---------- ENTRIES SHOWN ----------

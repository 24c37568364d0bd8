//! Watcher API path selection and response model.

use serde::Deserialize;

use crate::error::ClientError;

/// Flavour of the Elasticsearch watcher API, chosen by major version.
#[derive(Debug, Clone, Copy, PartialEq, Eq)]
pub enum WatcherApi {
    /// Elasticsearch 6.x: `_xpack/watcher/watch`
    V6,
    /// Elasticsearch 7.x: `_watcher/watch`
    V7,
}

impl WatcherApi {
    /// Select the API for a major version string such as `"7"`.
    ///
    /// # Errors
    ///
    /// Returns [`ClientError::UnsupportedVersion`] for any major version
    /// other than 6 or 7.
    pub fn from_major(major: &str) -> Result<Self, ClientError> {
        match major {
            "6" => Ok(Self::V6),
            "7" => Ok(Self::V7),
            other => Err(ClientError::UnsupportedVersion(other.to_string())),
        }
    }

    /// Path of the watch collection, relative to the Elasticsearch base URL.
    pub const fn path_prefix(&self) -> &'static str {
        match self {
            Self::V6 => "_xpack/watcher/watch",
            Self::V7 => "_watcher/watch",
        }
    }
}

/// Body returned by `PUT {prefix}/{id}`.
#[derive(Debug, Clone, Default, Deserialize)]
pub struct PutWatchResponse {
    #[serde(rename = "_id", default)]
    pub id: Option<String>,
    #[serde(rename = "_version", default)]
    pub version: Option<u64>,
    #[serde(default)]
    pub created: Option<bool>,
}
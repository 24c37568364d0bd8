//! Shared request plumbing: common headers and transport retries.
//!
//! Responsibilities:
//! - Attach the `kbn-xsrf` header and optional basic auth to every request.
//! - Retry failed requests with exponential backoff.
//! - Turn non-success responses into [`ClientError::ApiError`].
//! - Record per-attempt request metrics.
//!
//! Does NOT handle:
//! - Interpreting success bodies (each endpoint parses its own response).
//! - Endpoint-specific status rules, e.g. bulk create accepting only 200.
//!
//! Invariants:
//! - Connection failures are retried for every method; nothing reached the server.
//! - Retryable statuses (500/502/503/504) and timeouts are retried only for
//!   idempotent requests. A POST is never replayed once the server may have
//!   seen it.
//! - The delay before retry `n` (zero-based) is `backoff * 2^n`.

use std::time::{Duration, Instant};

use reqwest::{RequestBuilder, Response};
use secrecy::ExposeSecret;
use sidecar_config::Credentials;
use sidecar_config::constants::{
    DEFAULT_MAX_RETRIES, DEFAULT_RETRY_BACKOFF_MS, XSRF_HEADER, XSRF_HEADER_VALUE,
};
use tracing::{debug, warn};

use crate::error::{ClientError, Result};
use crate::metrics::MetricsCollector;
use crate::telemetry::inject_trace_context;

/// Transport retry settings shared by all endpoints.
#[derive(Debug, Clone, Copy, PartialEq, Eq)]
pub struct RetryPolicy {
    /// Retries after the initial attempt; `0` disables retrying.
    pub max_retries: usize,
    /// Base backoff, doubled on every retry.
    pub backoff: Duration,
}

impl Default for RetryPolicy {
    fn default() -> Self {
        Self {
            max_retries: DEFAULT_MAX_RETRIES,
            backoff: Duration::from_millis(DEFAULT_RETRY_BACKOFF_MS),
        }
    }
}

impl RetryPolicy {
    pub fn new(max_retries: usize, backoff: Duration) -> Self {
        Self {
            max_retries,
            backoff,
        }
    }

    /// Delay to wait before retry number `attempt` (zero-based).
    pub fn delay_for(&self, attempt: usize) -> Duration {
        let factor = 2u32.saturating_pow(attempt.min(16) as u32);
        self.backoff.saturating_mul(factor)
    }
}

/// Add the headers every upstream call carries.
///
/// Besides `kbn-xsrf` and basic auth this propagates the current trace
/// context when OTLP export is active.
pub fn with_common_headers(
    builder: RequestBuilder,
    credentials: Option<&Credentials>,
) -> RequestBuilder {
    let builder = inject_trace_context(builder).header(XSRF_HEADER, XSRF_HEADER_VALUE);
    match credentials {
        Some(creds) => builder.basic_auth(&creds.username, Some(creds.password.expose_secret())),
        None => builder,
    }
}

/// Pull a readable message out of a Kibana or Elasticsearch error body.
///
/// Kibana answers `{"message": ...}`, Elasticsearch answers
/// `{"error": {"reason": ...}}`; anything else is returned verbatim.
pub(crate) fn extract_error_message(body: &str) -> String {
    let Ok(value) = serde_json::from_str::<serde_json::Value>(body) else {
        return body.to_string();
    };

    if let Some(message) = value.get("message").and_then(|m| m.as_str()) {
        return message.to_string();
    }
    if let Some(reason) = value
        .get("error")
        .and_then(|e| e.get("reason"))
        .and_then(|r| r.as_str())
    {
        return reason.to_string();
    }
    if let Some(error) = value.get("error").and_then(|e| e.as_str()) {
        return error.to_string();
    }
    body.to_string()
}

async fn api_error(response: Response) -> ClientError {
    let status = response.status().as_u16();
    let url = response.url().to_string();
    let body = response
        .text()
        .await
        .unwrap_or_else(|_| "Could not read error response body".to_string());

    ClientError::ApiError {
        status,
        url,
        message: extract_error_message(&body),
    }
}

fn is_retryable_transport_error(err: &reqwest::Error, idempotent: bool) -> bool {
    err.is_connect() || (idempotent && err.is_timeout())
}

/// Sends an HTTP request, retrying transient failures per `policy`.
///
/// `endpoint` and `method` label the request in metrics and logs.
/// `idempotent` must be `true` only for requests that are safe to replay
/// after the server may have processed them (GET, PUT).
///
/// # Errors
///
/// - [`ClientError::ApiError`] for a non-retryable non-success status.
/// - [`ClientError::HttpError`] for a non-retryable transport failure.
/// - [`ClientError::MaxRetriesExceeded`] when every attempt failed with a
///   retryable error; the last failure is carried inside.
pub async fn send_request_with_retry(
    builder: RequestBuilder,
    policy: &RetryPolicy,
    endpoint: &str,
    method: &str,
    idempotent: bool,
    metrics: Option<&MetricsCollector>,
) -> Result<Response> {
    let attempts = policy.max_retries + 1;
    let mut last_error: Option<ClientError> = None;

    for attempt in 0..attempts {
        let Some(attempt_builder) = builder.try_clone() else {
            debug!(endpoint, "Request builder cannot be cloned, single attempt only");
            return finish(builder.send().await, endpoint, method, metrics).await;
        };

        if attempt > 0 {
            let delay = policy.delay_for(attempt - 1);
            if let Some(m) = metrics {
                m.record_retry(endpoint, method, attempt);
            }
            debug!(
                endpoint,
                method,
                attempt = attempt + 1,
                max_attempts = attempts,
                delay_ms = delay.as_millis() as u64,
                "Retrying request"
            );
            tokio::time::sleep(delay).await;
        }

        if let Some(m) = metrics {
            m.record_request(endpoint, method);
        }
        let start = Instant::now();
        let result = attempt_builder.send().await;
        let elapsed = start.elapsed();

        match result {
            Ok(response) => {
                let status = response.status().as_u16();
                if let Some(m) = metrics {
                    m.record_request_duration(endpoint, method, elapsed, Some(status));
                }

                if response.status().is_success() {
                    if attempt > 0 {
                        debug!(endpoint, attempt = attempt + 1, "Request succeeded after retry");
                    }
                    return Ok(response);
                }

                let err = api_error(response).await;
                if idempotent && ClientError::is_retryable_status(status) {
                    warn!(endpoint, method, status, "Retryable status from upstream");
                    last_error = Some(err);
                    continue;
                }
                return Err(record_error(err, endpoint, method, metrics));
            }
            Err(e) => {
                if let Some(m) = metrics {
                    m.record_request_duration(endpoint, method, elapsed, None);
                }
                if is_retryable_transport_error(&e, idempotent) {
                    warn!(endpoint, method, error = %e, "Transport error talking to upstream");
                    last_error = Some(ClientError::from(e));
                    continue;
                }
                return Err(record_error(ClientError::from(e), endpoint, method, metrics));
            }
        }
    }

    let last = last_error.unwrap_or_else(|| {
        ClientError::InvalidResponse("request was never attempted".to_string())
    });
    let err = if policy.max_retries == 0 {
        last
    } else {
        debug!(endpoint, attempts, "Retries exhausted");
        ClientError::MaxRetriesExceeded(attempts, Box::new(last))
    };
    Err(record_error(err, endpoint, method, metrics))
}

async fn finish(
    result: std::result::Result<Response, reqwest::Error>,
    endpoint: &str,
    method: &str,
    metrics: Option<&MetricsCollector>,
) -> Result<Response> {
    match result {
        Ok(response) if response.status().is_success() => Ok(response),
        Ok(response) => Err(record_error(
            api_error(response).await,
            endpoint,
            method,
            metrics,
        )),
        Err(e) => Err(record_error(ClientError::from(e), endpoint, method, metrics)),
    }
}

fn record_error(
    err: ClientError,
    endpoint: &str,
    method: &str,
    metrics: Option<&MetricsCollector>,
) -> ClientError {
    if let Some(m) = metrics {
        m.record_client_error(endpoint, method, &err);
    }
    err
}
//! Data models for Kibana and Elasticsearch API responses.
//!
//! Request bodies are built by the caller (the sidecar forwards objects it
//! parsed from ConfigMaps as-is), so this module mostly describes responses.

mod info;
mod saved_objects;
mod watcher;

pub use info::{ClusterInfo, ElasticVersion, VersionInfo};
pub use saved_objects::{
    BulkCreateOutcome, BulkCreateResponse, SavedObjectFailure, SavedObjectResult,
};
pub use watcher::{PutWatchResponse, WatcherApi};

----------

Extract all lines from the data in which "failed" is found.

→ **ANSWER BELOW**:
//! - Retry failed requests with exponential backoff.
/// - [`ClientError::MaxRetriesExceeded`] when every attempt failed with a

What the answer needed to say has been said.